Now lots of good stuff!:
- 55k original miles. Still has all the original esoterica in the glovebox, including the briefly-mandated brake performance disclosure
- No rust. Undercar thoroughly inspected, cleaned, and epoxy-sealed
- No dents. It's straight as an arrow (or...a Dart!). There is one minor ding in the rear bumper, and that's it.
- 225 slant-6 engine, A904 Torqueflite automatic transmission
- Power steering, power disc brakes, factory air conditioning, lights everywhere -- glovebox, fender top turn signal indicators, under dash, trunk, etc.
- remote sideview mirror on the left and matching mirror on the right, 3-speed wipers with electric washers, factory tinted glass all around
- Nearly perfect shiny Dark Gold Poly paint, perfect black vinyl top, shiny stainless steel trim, virtually perfect original tan interior
Repairs & upgrades:
The car is originally from Kentucky, and still has an interesting Kentucky insurance sticker in the back window. I fixed the stuff that goes wrong with cars that sit too long and don't get driven enough:
Engine:
- Pulled the cylinder head and cleaned out the water passages, put in new valve stem seals, de-carboned the combustion chambers, etc. The cylinders look beautiful; they've still got cross-hatch.

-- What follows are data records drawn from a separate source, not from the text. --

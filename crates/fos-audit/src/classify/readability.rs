//! Text Readability
//!
//! Small text is tolerated as long as it stays a small fraction of the
//! readable text on the page.

use crate::css_value::Length;
use crate::snapshot::{truncate, NodeSnapshot};

/// Size bucket of one text block
#[derive(Debug, Clone, Copy, PartialEq)]
pub enum TextSize {
    Small(f64),
    Readable(f64),
}

/// Bucket a displayed, enabled, non-empty text block by its computed font size.
/// `None` for blocks that are not checked or whose size does not parse.
pub fn text_size(node: &NodeSnapshot, min_font_size: f64) -> Option<TextSize> {
    if !node.is_classifiable() || node.text.trim().is_empty() {
        return None;
    }
    let px = Length::parse(node.style_value("font-size"))?.to_px()?;
    Some(if px < min_font_size { TextSize::Small(px) } else { TextSize::Readable(px) })
}

/// `small == 0 || small < tolerance * good`
pub fn ratio_passes(small: usize, good: usize, tolerance: f64) -> bool {
    small == 0 || (small as f64) < tolerance * good as f64
}

/// Running counts over a page's text blocks
#[derive(Debug, Clone, Default, PartialEq)]
pub struct ReadabilityTally {
    pub small: usize,
    pub good: usize,
    pub issues: Vec<String>,
}

impl ReadabilityTally {
    pub fn add(&mut self, node: &NodeSnapshot, min_font_size: f64) {
        match text_size(node, min_font_size) {
            Some(TextSize::Small(_)) => {
                self.small += 1;
                self.issues.push(format!(
                    "{} - {}",
                    node.style_value("font-size"),
                    truncate(node.text.trim(), 30)
                ));
            }
            Some(TextSize::Readable(_)) => self.good += 1,
            None => {}
        }
    }

    pub fn passes(&self, tolerance: f64) -> bool {
        ratio_passes(self.small, self.good, tolerance)
    }
}
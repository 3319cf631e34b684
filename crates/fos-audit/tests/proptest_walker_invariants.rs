//! Property-based invariant tests for focus walks and size predicates.
//!
//! 1. A walk never visits an identity twice and never outruns its budget.
//! 2. A walk over n stops closes after exactly n + 1 shifts (the body is
//!    passed through once) when the budget allows it.
//! 3. A walk with a budget of at most n reports exhaustion after the budget.
//! 4. A hold of k shifts is flagged as a trap iff k exceeds the threshold.
//! 5. Growing a touch target never makes it fail.
//! 6. Fewer small text blocks never turns a passing ratio into a failure.

use std::collections::HashSet;
use std::time::Duration;

use fos_audit::classify::{meets_minimum, ratio_passes};
use fos_audit::{
    AuditConfig, CycleAwareWalker, DeviceProfile, Direction, Geometry, KeyboardAudit, NodeSnapshot,
    Session, SimulatedHost, Termination,
};
use fos_audit::audit::TrapOutcome;
use proptest::prelude::*;

// ── Helpers ─────────────────────────────────────────────────────────────

fn page(n: usize) -> SimulatedHost {
    let nodes = (0..n)
        .map(|i| NodeSnapshot::new(format!("n{}", i), "button").with_size(48.0, 48.0))
        .collect();
    let mut host = SimulatedHost::new(nodes);
    host.focus_index(0);
    host
}

fn session(host: SimulatedHost) -> Session<SimulatedHost> {
    Session::new(host, DeviceProfile::default(), Duration::from_secs(1))
}

// ═════════════════════════════════════════════════════════════════════════
// 1. Visited set is duplicate-free and bounded by the budget
// ═════════════════════════════════════════════════════════════════════════

proptest! {
    #[test]
    fn walk_visits_unique_within_budget(n in 1usize..40, budget in 1usize..60) {
        let mut session = session(page(n));
        let walk = smol::block_on(CycleAwareWalker::new(Direction::Forward, budget).walk(&mut session)).unwrap();

        let unique: HashSet<_> = walk.stops.iter().map(|s| s.identity.clone()).collect();
        prop_assert_eq!(unique.len(), walk.stops.len(), "duplicate stop in {:?}", walk.stops);
        prop_assert!(walk.stops.len() <= budget);
        prop_assert!(walk.termination.steps() <= budget);
    }
}

// ═════════════════════════════════════════════════════════════════════════
// 2. Cycle of n stops plus the body closes after n + 1 shifts
// ═════════════════════════════════════════════════════════════════════════

proptest! {
    #[test]
    fn cycle_closes_after_n_shifts(n in 1usize..40, slack in 0usize..20) {
        let mut session = session(page(n));
        let walk = smol::block_on(CycleAwareWalker::new(Direction::Forward, n + 1 + slack).walk(&mut session)).unwrap();

        prop_assert_eq!(walk.termination, Termination::CycleClosed { steps: n + 1 });
        prop_assert_eq!(walk.stops.len(), n + 1);
        prop_assert!(walk.stops[n].is_document_body());
    }
}

// ═════════════════════════════════════════════════════════════════════════
// 3. Budget below the cycle length is exhausted, not an error
// ═════════════════════════════════════════════════════════════════════════

proptest! {
    #[test]
    fn short_budget_is_exhausted(n in 1usize..40, cut in 1usize..39) {
        let budget = cut.min(n);
        let mut session = session(page(n));
        let walk = smol::block_on(CycleAwareWalker::new(Direction::Backward, budget).walk(&mut session)).unwrap();

        prop_assert_eq!(walk.termination, Termination::BudgetExhausted { steps: budget });
        prop_assert_eq!(walk.stops.len(), budget);
    }
}

// ═════════════════════════════════════════════════════════════════════════
// 4. Trap iff hold exceeds threshold
// ═════════════════════════════════════════════════════════════════════════

proptest! {
    #[test]
    fn trap_iff_hold_exceeds_threshold(n in 1usize..10, target in 0usize..10, hold in 0u32..8, threshold in 1u32..6) {
        let target = target % n;
        let mut host = page(n);
        host.hold_focus(&format!("n{}", target), hold);
        let mut session = session(host);

        let config = AuditConfig { trap_threshold: threshold, ..AuditConfig::default() };
        let walk = smol::block_on(
            KeyboardAudit::new(&config).trap_walk(&mut session, Direction::Forward, 100),
        ).unwrap();

        let trapped = matches!(walk.outcome, TrapOutcome::Trapped(_));
        prop_assert_eq!(trapped, hold > threshold, "hold={} threshold={} outcome={:?}", hold, threshold, walk.outcome);
    }
}

// ═════════════════════════════════════════════════════════════════════════
// 5. Touch target monotonicity
// ═════════════════════════════════════════════════════════════════════════

proptest! {
    #[test]
    fn touch_target_monotone(w in 0.0f64..200.0, h in 0.0f64..200.0, dw in 0.0f64..50.0, dh in 0.0f64..50.0) {
        if meets_minimum(Geometry::new(w, h), 44.0) {
            prop_assert!(meets_minimum(Geometry::new(w + dw, h + dh), 44.0));
        }
    }
}

// ═════════════════════════════════════════════════════════════════════════
// 6. Readability ratio monotonicity
// ═════════════════════════════════════════════════════════════════════════

proptest! {
    #[test]
    fn fewer_small_blocks_keep_passing(small in 0usize..100, good in 0usize..1000, fewer in 0usize..100) {
        if ratio_passes(small, good, 0.10) {
            prop_assert!(ratio_passes(small.saturating_sub(fewer), good, 0.10));
        }
    }
}
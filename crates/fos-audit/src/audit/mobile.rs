//! Mobile Audit
//!
//! Checks over the emulated device viewport. None of them move focus.

use crate::classify::layout::{gesture_support, horizontal_overflow, orientation_passes, GestureSupport};
use crate::classify::{input_semantics, menu, touch_target, viewport};
use crate::classify::{MenuCompleteness, ReadabilityTally, TouchTargetTally, ViewportPolicy};
use crate::config::AuditConfig;
use crate::host::{ElementQuery, FocusHost, HostError};
use crate::session::Session;
use crate::verdict::{Check, Verdict};

/// Small-text lines kept as evidence
const MAX_TEXT_ISSUES: usize = 10;

/// Mobile checks for one session
#[derive(Debug, Clone, Copy)]
pub struct MobileAudit<'a> {
    config: &'a AuditConfig,
}

impl<'a> MobileAudit<'a> {
    pub fn new(config: &'a AuditConfig) -> Self {
        Self { config }
    }

    pub async fn touch_targets<H: FocusHost>(&self, session: &mut Session<H>) -> Result<Verdict, HostError> {
        let min = self.config.min_target_size;
        let elements = session.query(ElementQuery::Interactive).await?;

        let mut tally = TouchTargetTally::default();
        for node in elements.iter().filter(|n| n.is_classifiable()) {
            tally.add(node, touch_target::classify(node, min));
        }

        let total = tally.passed + tally.failed();
        if total == 0 {
            return Ok(Verdict::warning(Check::TouchTargets, "No interactive elements found"));
        }
        if tally.failed() == 0 {
            return Ok(Verdict::passed(
                Check::TouchTargets,
                format!("All {} touch targets are at least {}x{}px", total, min, min),
            ));
        }

        Ok(Verdict::failed(
            Check::TouchTargets,
            format!("{} of {} touch targets are smaller than {}x{}px", tally.failed(), total, min, min),
        )
        .with_evidence(tally.evidence()))
    }

    pub async fn viewport_zoom<H: FocusHost>(&self, session: &mut Session<H>) -> Result<Verdict, HostError> {
        let meta = session.viewport_meta().await?;
        let content = format!("Viewport: {}", meta.as_deref().unwrap_or("[none]"));

        let verdict = match viewport::evaluate(meta.as_deref(), self.config.css_matching) {
            ViewportPolicy::Missing => Verdict::failed(Check::ViewportZoom, "Missing viewport declaration"),
            ViewportPolicy::Restricted(restrictions) => {
                let mut evidence = vec![content];
                evidence.extend(restrictions.iter().map(|r| r.label().to_string()));
                Verdict::failed(Check::ViewportZoom, "Viewport prevents users from zooming").with_evidence(evidence)
            }
            ViewportPolicy::Allowed => {
                Verdict::passed(Check::ViewportZoom, "Viewport allows zoom").with_evidence(vec![content])
            }
        };
        Ok(verdict)
    }

    /// Count links and buttons in portrait and landscape, then restore the
    /// viewport even if the landscape count failed
    pub async fn orientation<H: FocusHost>(&self, session: &mut Session<H>) -> Result<Verdict, HostError> {
        let (width, height) = session.viewport_size().await?;
        let portrait = session.device().clone();
        let landscape = portrait.rotated();

        session.resize(portrait.width, portrait.height).await?;
        let portrait_count = session.count(ElementQuery::LinksAndButtons).await;
        let landscape_count = match portrait_count {
            Ok(_) => match session.resize(landscape.width, landscape.height).await {
                Ok(()) => session.count(ElementQuery::LinksAndButtons).await,
                Err(e) => Err(e),
            },
            Err(ref e) => Err(e.clone()),
        };
        session.resize(width, height).await?;

        let (portrait_count, landscape_count) = (portrait_count?, landscape_count?);
        let evidence = vec![
            format!("Portrait ({}x{}): {} interactive elements", portrait.width, portrait.height, portrait_count),
            format!("Landscape ({}x{}): {} interactive elements", landscape.width, landscape.height, landscape_count),
        ];

        let verdict = if orientation_passes(portrait_count, landscape_count) {
            Verdict::passed(Check::Orientation, "Content is available in both orientations")
        } else {
            Verdict::failed(Check::Orientation, "Interactive content is missing in one orientation")
        };
        Ok(verdict.with_evidence(evidence))
    }

    /// Carousels need previous/next controls as a single-pointer alternative
    pub async fn gesture_alternatives<H: FocusHost>(&self, session: &mut Session<H>) -> Result<Verdict, HostError> {
        let carousels = session.count(ElementQuery::Carousels).await?;
        let controls = session.count(ElementQuery::CarouselControls).await?;

        let verdict = match gesture_support(carousels, controls) {
            GestureSupport::NoCarousel => {
                Verdict::warning(Check::GestureAlternatives, "No carousels or sliders found")
            }
            GestureSupport::MissingControls { carousels } => Verdict::failed(
                Check::GestureAlternatives,
                format!("{} carousel(s) without previous/next controls", carousels),
            ),
            GestureSupport::Controlled { carousels, controls } => Verdict::passed(
                Check::GestureAlternatives,
                format!("{} carousel(s) with {} button controls", carousels, controls),
            ),
        };
        Ok(verdict)
    }

    pub async fn text_readability<H: FocusHost>(&self, session: &mut Session<H>) -> Result<Verdict, HostError> {
        let min = self.config.min_font_size;
        let blocks = session.query(ElementQuery::TextBlocks).await?;

        let mut tally = ReadabilityTally::default();
        for node in &blocks {
            tally.add(node, min);
        }

        let summary = format!(
            "{} readable and {} small (< {}px) text blocks",
            tally.good, tally.small, min
        );
        if tally.passes(self.config.small_text_tolerance) {
            return Ok(Verdict::passed(Check::TextReadability, summary));
        }

        let mut evidence: Vec<String> = tally.issues.iter().take(MAX_TEXT_ISSUES).cloned().collect();
        if tally.issues.len() > MAX_TEXT_ISSUES {
            evidence.push(format!("... and {} more", tally.issues.len() - MAX_TEXT_ISSUES));
        }
        Ok(Verdict::failed(Check::TextReadability, summary).with_evidence(evidence))
    }

    /// Label and keyboard type of every visible input
    pub async fn form_inputs<H: FocusHost>(&self, session: &mut Session<H>) -> Result<Verdict, HostError> {
        let inputs = session.query(ElementQuery::Inputs).await?;

        let mut good = 0;
        let mut issues = Vec::new();
        for node in inputs.iter().filter(|n| n.is_classifiable()) {
            let labelled = match node.non_empty_attr("id") {
                Some(id) => match session.label_exists_for(id).await {
                    Ok(found) => found,
                    Err(e) if e.is_stale() => {
                        tracing::debug!("{} - skipping", e);
                        continue;
                    }
                    Err(e) => return Err(e),
                },
                None => false,
            };

            let result = input_semantics::classify(node, labelled, &self.config.recognized_input_types);
            if result.passed() {
                good += 1;
            } else {
                issues.push(result.describe(node));
            }
        }

        let total = good + issues.len();
        if total == 0 {
            return Ok(Verdict::warning(Check::FormInputs, "No form inputs found"));
        }
        if issues.is_empty() {
            return Ok(Verdict::passed(
                Check::FormInputs,
                format!("All {} inputs have a label and a mobile-friendly type", total),
            ));
        }

        Ok(Verdict::failed(
            Check::FormInputs,
            format!("{} of {} inputs need a label or a better type", issues.len(), total),
        )
        .with_evidence(issues))
    }

    pub async fn mobile_menu<H: FocusHost>(&self, session: &mut Session<H>) -> Result<Verdict, HostError> {
        let toggles = session.query(ElementQuery::MenuToggles).await?;

        let candidate = toggles.iter().find(|n| n.is_classifiable());

        let verdict = match menu::classify(candidate, self.config.min_target_size) {
            MenuCompleteness::Absent => Verdict::warning(Check::MobileMenu, "No mobile menu toggle found"),
            MenuCompleteness::Checked { findings, missing } if missing.is_empty() => {
                Verdict::passed(Check::MobileMenu, "Mobile menu toggle is accessible").with_evidence(findings)
            }
            MenuCompleteness::Checked { findings, missing } => {
                let names: Vec<&str> = missing.iter().map(|d| d.label()).collect();
                Verdict::failed(Check::MobileMenu, format!("Mobile menu toggle is missing: {}", names.join(", ")))
                    .with_evidence(findings)
            }
        };
        Ok(verdict)
    }

    pub async fn horizontal_overflow<H: FocusHost>(&self, session: &mut Session<H>) -> Result<Verdict, HostError> {
        let metrics = session.layout_metrics().await?;
        let evidence = vec![format!(
            "Document width: {}px, viewport width: {}px",
            metrics.document_width, metrics.viewport_width
        )];

        let verdict = match horizontal_overflow(metrics, self.config.overflow_tolerance) {
            Some(overflow) => Verdict::failed(
                Check::HorizontalOverflow,
                format!("Page scrolls horizontally by {}px", overflow),
            ),
            None => Verdict::passed(Check::HorizontalOverflow, "No horizontal scrolling"),
        };
        Ok(verdict.with_evidence(evidence))
    }
}
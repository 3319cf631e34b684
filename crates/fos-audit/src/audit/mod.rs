//! Audit Drivers
//!
//! Compose walks and classifiers into named checks.

pub mod keyboard;
pub mod mobile;
pub mod runner;

pub use keyboard::{KeyboardAudit, TrapOutcome, TrapWalk};
pub use mobile::MobileAudit;
pub use runner::{audit_sessions, PageAudit, KEYBOARD_CHECKS, MOBILE_CHECKS};
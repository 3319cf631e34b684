//! Audit Session
//!
//! Explicit per-page context: one host, the emulated device, and the bound on
//! how long any host call may take. Walks borrow the session mutably, so only
//! one walk can drive a given focus cursor at a time.

use std::future::Future;
use std::time::Duration;

use serde::{Deserialize, Serialize};

use crate::host::{Direction, ElementQuery, FocusHost, HostError, LayoutMetrics};
use crate::snapshot::NodeSnapshot;

/// Emulated device viewport
#[derive(Debug, Clone, PartialEq, Serialize, Deserialize)]
pub struct DeviceProfile {
    pub name: String,
    pub width: u32,
    pub height: u32,
    pub pixel_ratio: f64,
}

impl DeviceProfile {
    pub fn new(name: &str, width: u32, height: u32) -> Self {
        Self { name: name.to_string(), width, height, pixel_ratio: 3.0 }
    }

    pub fn iphone_15() -> Self { Self::new("iPhone 15", 393, 852) }
    pub fn galaxy_s21() -> Self { Self::new("Samsung Galaxy S21", 360, 800) }
    pub fn ipad() -> Self { Self::new("iPad", 768, 1024) }

    /// Portrait presets
    pub fn presets() -> Vec<Self> {
        vec![Self::iphone_15(), Self::galaxy_s21(), Self::ipad()]
    }

    /// Same device with width and height swapped
    pub fn rotated(&self) -> Self {
        Self { width: self.height, height: self.width, ..self.clone() }
    }
}

impl Default for DeviceProfile {
    fn default() -> Self {
        Self::iphone_15()
    }
}

/// Race a host call against the timeout
async fn bounded<T>(
    limit: Duration,
    call: impl Future<Output = Result<T, HostError>>,
) -> Result<T, HostError> {
    smol::future::or(call, async move {
        smol::Timer::after(limit).await;
        Err(HostError::Timeout(limit))
    })
    .await
}

/// One audited page session
#[derive(Debug)]
pub struct Session<H> {
    host: H,
    device: DeviceProfile,
    timeout: Duration,
}

impl<H: FocusHost> Session<H> {
    pub fn new(host: H, device: DeviceProfile, timeout: Duration) -> Self {
        Self { host, device, timeout }
    }

    pub fn device(&self) -> &DeviceProfile {
        &self.device
    }

    pub fn host(&self) -> &H {
        &self.host
    }

    pub fn into_host(self) -> H {
        self.host
    }

    pub async fn active(&mut self) -> Result<NodeSnapshot, HostError> {
        bounded(self.timeout, self.host.active()).await
    }

    /// Shift focus and wait for the page to settle
    pub async fn shift(&mut self, direction: Direction) -> Result<(), HostError> {
        bounded(self.timeout, self.host.shift_focus(direction)).await?;
        self.settle().await
    }

    pub async fn settle(&mut self) -> Result<(), HostError> {
        bounded(self.timeout, self.host.settle()).await
    }

    pub async fn viewport_meta(&mut self) -> Result<Option<String>, HostError> {
        bounded(self.timeout, self.host.viewport_meta()).await
    }

    pub async fn count(&mut self, query: ElementQuery) -> Result<usize, HostError> {
        bounded(self.timeout, self.host.count(query)).await
    }

    pub async fn query(&mut self, query: ElementQuery) -> Result<Vec<NodeSnapshot>, HostError> {
        bounded(self.timeout, self.host.query(query)).await
    }

    pub async fn label_exists_for(&mut self, id: &str) -> Result<bool, HostError> {
        bounded(self.timeout, self.host.label_exists_for(id)).await
    }

    pub async fn viewport_size(&mut self) -> Result<(u32, u32), HostError> {
        bounded(self.timeout, self.host.viewport_size()).await
    }

    /// Resize the viewport and wait for relayout
    pub async fn resize(&mut self, width: u32, height: u32) -> Result<(), HostError> {
        bounded(self.timeout, self.host.set_viewport_size(width, height)).await?;
        self.settle().await
    }

    /// Reload the page and wait for it to settle
    pub async fn reload(&mut self) -> Result<(), HostError> {
        tracing::debug!("Reloading page for {}", self.device.name);
        bounded(self.timeout, self.host.reload()).await?;
        self.settle().await
    }

    /// Activate the focused node and wait for the resulting action
    pub async fn activate(&mut self) -> Result<(), HostError> {
        bounded(self.timeout, self.host.activate()).await?;
        self.settle().await
    }

    pub async fn current_url(&mut self) -> Result<String, HostError> {
        bounded(self.timeout, self.host.current_url()).await
    }

    pub async fn layout_metrics(&mut self) -> Result<LayoutMetrics, HostError> {
        bounded(self.timeout, self.host.layout_metrics()).await
    }
}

- Doug Dutra blueprinted oil pump
- New exhaust manifold (real Chrysler, not Chinese copycat)
- New Mopar heavy duty (truck) vibration damper
Electrical system:
- New engine compartment wiring harness (repairing previous-owner hacks)
- New (not "remanufactured") distributor, recurved for optimal advance
- Upgraded FBO electronic ignition control unit
- New (not "remanufactured") alternator
- Upgraded high-current/low-resistance ammeter
- Exide spiral-cell premium battery, heavy-gauge new battery cables
Fuel system:
- New (not "remanufactured") Carter carburetor and AC fuel pump.
- Powder-coated aluminum intake manifold
Cooling, Heating & A/C systems:
- New heavy-duty radiator core and heater core, belts, hoses, and thermostat, running Evans waterless coolant (zero corrosion). New water pump.
- Inertia-ring type A/C compressor clutch installed
Undercar:
- Rebuilt the entire brake system, upgraded the front disc brake calipers to the 1976 (2.75" bore) items with cop-spec pads, cop-spec rear wheel cylinders (13/16" bore), new booster, new master cylinder, premium brake fluid, etc.
- O'Reilly heim-joint strut rods, new ball joints, bushings, idler arm, and Edelbrock IAS shocks all around
- new 5-leaf HD rear springs
- Premium Vredestein Quatrac tires
Body & Interior:
- New premium correct trunk mat and trunk lid seal
- Front seat resprung and refoamed, NOS correct vinyl material used with original fabric in excellent condition.
- Original radio has stealth (invisible) conversion to stereo FM/AM + line-in for MP3 player or iPhone etc.; new kick panels with built-in speakers -- no hack/cut type of speaker installation.
Spare parts:
- New-in-box premium correct carpet with upgraded "mass back" underpadding; set of matching "Dodge Dart" floor pads
- Set of four premium interior door panels in perfect condition, with arm rest bases in likewise perfect condition
- New-in-box rubber weatherstrips
- Rechromed '73 Scamp rear bumper described above
- Assorted mechanical parts
- Scarce heated (factory defogger grid) tinted backglass. Some of the grid lines will want repair; there's an inexpensive, effective kit available at any parts store to do so.
Worth and price:
This car was appraised at $7500 before many of the repairs and upgrades. This appraisal was not the typical ridiculously-inflated bulk-wrap one gets from those appraisers who will write whatever figure you want as long as you pay his fee; this was done by a renowned, widely published Mopar expert who is also a licensed appraiser. I want $6172 with all the spare parts.
The car is in Seattle and is in "drive it right now" condition; it will readily go wherever you wish to drive it, without any repairs or fiddlefutzing needed before you go. Please send me a PM if you'd like to buy it.